---------- Record extracts

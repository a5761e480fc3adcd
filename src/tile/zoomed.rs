//! Floor images resized to a zoom level.
//!
//! A floor contributes to every tile it overlaps at a zoom level, always at
//! the same scale, so the resized crop is computed once per
//! `(building, floor, zoom)` and kept as a fast-compressed PNG.

use std::sync::Arc;

use bytes::Bytes;
use image::imageops::{self, FilterType};
use tracing::debug;

use crate::dataset::FloorRef;
use crate::error::TileError;
use crate::floor::ImageSource;
use crate::geo::{BoundingBox, TILE_SIZE};

use super::cache::{ByteCache, CacheStats};
use super::encoder::encode_png_fast;

/// Largest zoomed floor image rendered, in pixels (64 MiB of RGBA).
///
/// A floor's zoomed size grows fourfold per zoom level; past this budget the
/// request fails instead of allocating the image.
pub const MAX_ZOOMED_PIXELS: u64 = 16 * 1024 * 1024;

/// Cache key for a floor image resized to a zoom level.
#[derive(Debug, Clone, PartialEq, Eq, Hash)]
pub struct ZoomedFloorKey {
    pub building_id: Arc<str>,
    pub floor: Arc<str>,
    pub zoom: u32,
}

impl ZoomedFloorKey {
    pub fn new(building_id: impl Into<Arc<str>>, floor: impl Into<Arc<str>>, zoom: u32) -> Self {
        Self {
            building_id: building_id.into(),
            floor: floor.into(),
            zoom,
        }
    }
}

/// Pixel size of a floor drawn at the scale of `tile_bounds`.
///
/// Each axis is truncated and clamped to at least one pixel.
pub fn zoomed_dimensions(floor_bounds: &BoundingBox, tile_bounds: &BoundingBox) -> (u32, u32) {
    let px_per_lng = TILE_SIZE as f64 / tile_bounds.d_lng();
    let px_per_lat = TILE_SIZE as f64 / tile_bounds.d_lat();

    let width = (floor_bounds.d_lng() * px_per_lng) as u32;
    let height = (floor_bounds.d_lat() * px_per_lat) as u32;

    (width.max(1), height.max(1))
}

/// Bounded cache of floor images resized per zoom level.
pub struct ZoomedFloorCache<S: ?Sized> {
    source: Arc<S>,
    cache: ByteCache<ZoomedFloorKey>,
}

impl<S> ZoomedFloorCache<S>
where
    S: ImageSource + ?Sized,
{
    /// Create a cache reading floor images from `source`, holding at most
    /// `capacity` bytes of encoded crops.
    pub fn new(source: Arc<S>, capacity: usize) -> Self {
        Self {
            source,
            cache: ByteCache::with_capacity(capacity),
        }
    }

    /// The encoded floor image at `zoom`.
    ///
    /// `tile_bounds` is the extent of the tile being composited; it fixes the
    /// pixels-per-degree scale when the entry is first computed.
    pub async fn get(
        &self,
        floor: &FloorRef,
        zoom: u32,
        tile_bounds: &BoundingBox,
    ) -> Result<Bytes, TileError> {
        let key = ZoomedFloorKey::new(
            floor.building.id.as_str(),
            floor.floor.name.as_str(),
            zoom,
        );

        self.cache
            .get_or_compute(key, || self.render(floor, zoom, tile_bounds))
            .await
    }

    async fn render(
        &self,
        floor: &FloorRef,
        zoom: u32,
        tile_bounds: &BoundingBox,
    ) -> Result<Bytes, TileError> {
        let (width, height) = zoomed_dimensions(&floor.floor.coords, tile_bounds);
        if u64::from(width) * u64::from(height) > MAX_ZOOMED_PIXELS {
            return Err(TileError::CropTooLarge {
                floor: format!("{}/{}", floor.building.id, floor.floor.name),
                zoom,
                width,
                height,
                max_pixels: MAX_ZOOMED_PIXELS,
            });
        }

        let prepared = floor.floor.prepared_image(self.source.as_ref()).await?;

        debug!(
            building = %floor.building.id,
            floor = %floor.floor.name,
            zoom,
            width,
            height,
            "Resizing floor image"
        );

        tokio::task::spawn_blocking(move || {
            let resized = imageops::resize(&*prepared, width, height, FilterType::Nearest);
            encode_png_fast(&resized)
        })
        .await?
    }

    pub async fn stats(&self) -> CacheStats {
        self.cache.stats().await
    }

    pub async fn clear(&self) {
        self.cache.clear().await;
    }

    pub fn source(&self) -> &Arc<S> {
        &self.source
    }
}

--------------------

*Aim of the exercise*. Each line of the entries above that contains "width" is to be copied.

*Answer section*.
    let width = (floor_bounds.d_lng() * px_per_lng) as u32;
    (width.max(1), height.max(1))
        let (width, height) = zoomed_dimensions(&floor.floor.coords, tile_bounds);
        if u64::from(width) * u64::from(height) > MAX_ZOOMED_PIXELS {
                width,
            width,
            let resized = imageops::resize(&*prepared, width, height, FilterType::Nearest);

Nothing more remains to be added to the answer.